Among other Adapt 2021 announcements:

  • Xilinx is expanding its Kria system-on-module portfolio, initially unveiled last April. beyond vision AI and is now equipping roboticists with hardware-accelerated functions and tools via the new Kria robotics stack (KRS). Built around the Robot Operating System (ROS), a framework for robot application development, KRS is comprised of an integrated set of utilities helping speed up ROS 2 and Gazebo, empowering faster, secure, and more complete robot behavior, Xilinx said. Eventually, robotic-focused accelerated applications built with KRS will be made available via the Xilinx App Store. 

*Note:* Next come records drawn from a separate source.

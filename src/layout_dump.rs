use crate::ir::Sex;
use crate::layout::{Bounds, Layout};
use serde::Serialize;
use std::fs::File;
use std::io::BufWriter;
use std::path::Path;

#[derive(Debug, Serialize)]
pub struct LayoutDump {
    pub width: f32,
    pub height: f32,
    pub bounds: BoundsDump,
    pub generations: Vec<Vec<String>>,
    pub nodes: Vec<NodeDump>,
}

#[derive(Debug, Serialize)]
pub struct BoundsDump {
    pub min_x: f32,
    pub min_y: f32,
    pub max_x: f32,
    pub max_y: f32,
}

#[derive(Debug, Serialize)]
pub struct NodeDump {
    pub id: String,
    pub sex: Sex,
    pub x: f32,
    pub y: f32,
    pub generation: usize,
    pub order: usize,
}

impl From<Bounds> for BoundsDump {
    fn from(bounds: Bounds) -> Self {
        Self {
            min_x: bounds.min_x,
            min_y: bounds.min_y,
            max_x: bounds.max_x,
            max_y: bounds.max_y,
        }
    }
}

impl LayoutDump {
    /// Nodes are listed generation by generation, left to right.
    pub fn from_layout(layout: &Layout) -> Self {
        let nodes = layout
            .generations
            .iter()
            .flatten()
            .filter_map(|id| layout.node(id))
            .map(|node| NodeDump {
                id: node.id.clone(),
                sex: node.sex,
                x: node.x,
                y: node.y,
                generation: node.generation,
                order: node.order,
            })
            .collect();

        LayoutDump {
            width: layout.width(),
            height: layout.height(),
            bounds: layout.bounds.into(),
            generations: layout.generations.clone(),
            nodes,
        }
    }
}

pub fn write_layout_dump(path: &Path, layout: &Layout) -> anyhow::Result<()> {
    let file = File::create(path)?;
    let writer = BufWriter::new(file);
    let dump = LayoutDump::from_layout(layout);
    serde_json::to_writer_pretty(writer, &dump)?;
    Ok(())
}
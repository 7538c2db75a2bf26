use axum::{
    extract::{Extension, Form, State},
    http::StatusCode,
    response::{IntoResponse, Response},
};

use crate::{
    AppState,
    error::AppError,
    middleware::CurrentUser,
    routes::{NO_STORE_HEADERS, user::User},
    templates::{ReviewTemplate, render_template},
    utils::success_to_api_response,
};

use super::model::{PredictForm, RECENT_REVIEW_LIMIT, Review};

#[axum::debug_handler]
pub async fn review_page(Extension(user): Extension<CurrentUser>) -> Response {
    (
        NO_STORE_HEADERS,
        render_template(ReviewTemplate { user: user.email }),
    )
        .into_response()
}

#[axum::debug_handler]
pub async fn predict(
    State(state): State<AppState>,
    Extension(user): Extension<CurrentUser>,
    Form(form): Form<PredictForm>,
) -> Result<impl IntoResponse, AppError> {
    // 只拒绝空文本，纯空白照常推理
    let text = form.text.unwrap_or_default();
    if text.is_empty() {
        return Err(AppError::Validation("No text provided".into()));
    }

    let owner = User::find_by_email(&state.pool, &user.email)
        .await?
        .ok_or_else(|| AppError::NotFound("User not found".into()))?;

    // 推理是纯 CPU 计算，放到阻塞线程池
    let classifier = state.classifier.clone();
    let input = text.clone();
    let result = tokio::task::spawn_blocking(move || classifier.predict(&input))
        .await
        .map_err(|e| AppError::Internal(format!("inference task failed: {}", e)))??;

    let review = Review::create(&state.pool, owner.id, &text, &result).await?;
    tracing::info!(
        review_id = review.id,
        user_id = owner.id,
        sentiment = %result.predicted_sentiment,
        "Stored review"
    );

    Ok((StatusCode::OK, success_to_api_response(result)))
}

#[axum::debug_handler]
pub async fn user_reviews(
    State(state): State<AppState>,
    Extension(user): Extension<CurrentUser>,
) -> Result<impl IntoResponse, AppError> {
    let owner = User::find_by_email(&state.pool, &user.email)
        .await?
        .ok_or_else(|| AppError::NotFound("User not found".into()))?;

    let reviews = Review::recent_for_user(&state.pool, owner.id, RECENT_REVIEW_LIMIT).await?;
    Ok((StatusCode::OK, success_to_api_response(reviews)))
}
use axum::Json;
use bcrypt::{DEFAULT_COST, hash, verify};
use chrono::{Duration, Utc};
use jsonwebtoken::{DecodingKey, EncodingKey, Header, Validation, decode, encode};
use serde::{Deserialize, Serialize};

use crate::config::Config;

pub fn hash_password(password: &str) -> Result<String, bcrypt::BcryptError> {
    hash(password.as_bytes(), DEFAULT_COST)
}

pub fn verify_password(password: &str, hash: &str) -> Result<bool, bcrypt::BcryptError> {
    verify(password.as_bytes(), hash)
}

#[derive(Debug, Clone, Serialize, Deserialize)]
pub struct Claims {
    pub sub: String, // 用户邮箱
    pub exp: i64,    // 过期时间
    pub iat: i64,    // 签发时间
}

pub fn generate_token(
    email: &str,
    config: &Config,
) -> Result<(String, i64), jsonwebtoken::errors::Error> {
    let now = Utc::now();
    let expiration = (now + Duration::seconds(config.access_token_expiration().as_secs() as i64))
        .timestamp();

    let claims = Claims {
        sub: email.to_string(),
        exp: expiration,
        iat: now.timestamp(),
    };

    let token = encode(
        &Header::default(),
        &claims,
        &EncodingKey::from_secret(config.jwt_secret.as_bytes()),
    )?;

    Ok((token, expiration))
}

pub fn verify_token(token: &str, config: &Config) -> Result<Claims, jsonwebtoken::errors::Error> {
    let token_data = decode::<Claims>(
        token,
        &DecodingKey::from_secret(config.jwt_secret.as_bytes()),
        &Validation::default(),
    )?;

    Ok(token_data.claims)
}

/// 通用的API响应结构
#[derive(Debug, Serialize, Deserialize)]
pub struct ApiResponse<T> {
    /// 错误码，0表示成功
    pub code: i32,
    pub msg: String,
    #[serde(skip_serializing_if = "Option::is_none")]
    pub resp_data: Option<T>,
}

pub fn success_to_api_response<T: Serialize>(data: T) -> Json<ApiResponse<T>> {
    Json(ApiResponse {
        code: error_codes::SUCCESS,
        msg: "success".into(),
        resp_data: Some(data),
    })
}

pub fn error_to_api_response<T>(code: i32, msg: String) -> Json<ApiResponse<T>> {
    Json(ApiResponse {
        code,
        msg,
        resp_data: None,
    })
}

pub mod error_codes {
    pub const SUCCESS: i32 = 0;
    pub const VALIDATION_ERROR: i32 = 1000;
    pub const AUTH_FAILED: i32 = 1002;
    pub const PERMISSION_DENIED: i32 = 1003;
    pub const NOT_FOUND: i32 = 1004;
    pub const INTERNAL_ERROR: i32 = 5000;
}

  • Microsoft has announced that Azure is now utilizing its NP-VM FPGA-as-a-Service infrastructure, powered by Xilinx Alveo accelerators, to dramatically improve the performance of Apache Spark on the Azure Synapse analytics platform. Alveo acceleration delivers up to a 40x improvement in data parsing CSV and JSON file formats, eliminating a common bottleneck in Spark performance, Xilinx said.
  • Xilinx also has released the Xilinx Video Transcoding SDK, making it easier and faster than ever before for streamers to build new or migrate existing services to take advantage of Xilinx acceleration. 
  • Also in video, Xilinx is announcing the Vitis Video Analytics SDK, a video analytics software development kit providing a complete software stack for intelligent video analytics applications on Xilinx platforms, deployed edge-to-cloud. The end-to-end video analytics solution enables video decoding, pre-processing, AI inference, tracking and post-processing for whole application acceleration. The SDK intends to provides the foundational layer for video analytic applications such as understanding vehicle and pedestrian traffic patterns in smart cities, health and safety monitoring in hospitals, self-checkout and analytics in retail, and detecting component defects at manufacturing facilities.
  • Xilinx also has expanded its video and imaging IP portfolio for UltraScale+ and Versal devices, enabling higher-quality 8K video capture and 8K display with HDMI 2.1 and DisplayPort (DP) 1.4. Combining HDMI 2.1 or DP 1.4 with its 8K scaler and mixer IPs allows customers to build a complete, end-to-end 8K video pipeline. To provide gamers with immersive gaming experiences, Xilinx video and imaging portfolio now includes High Dynamic Range (HDR), High Frame Rates and Variable Refresh Rate formats and adaptive sync across the UltraScale+ and Versal product families.
  • In the realm of wired and wireless communications, Xilinx said it has begun shipping its new Zynq RFSoC DFE in volume to multiple radio customers worldwide including a top wireless system vendor. Zynq RFSoC DFE is a new class of radio platforms that integrates hardened digital front-end (DFE) application-specific blocks for 5G NR performance and power savings while also offering integrated programmable adaptive logic to enable a futureproof solution for evolving 5G 3GPP standards and O-RAN radio architectures.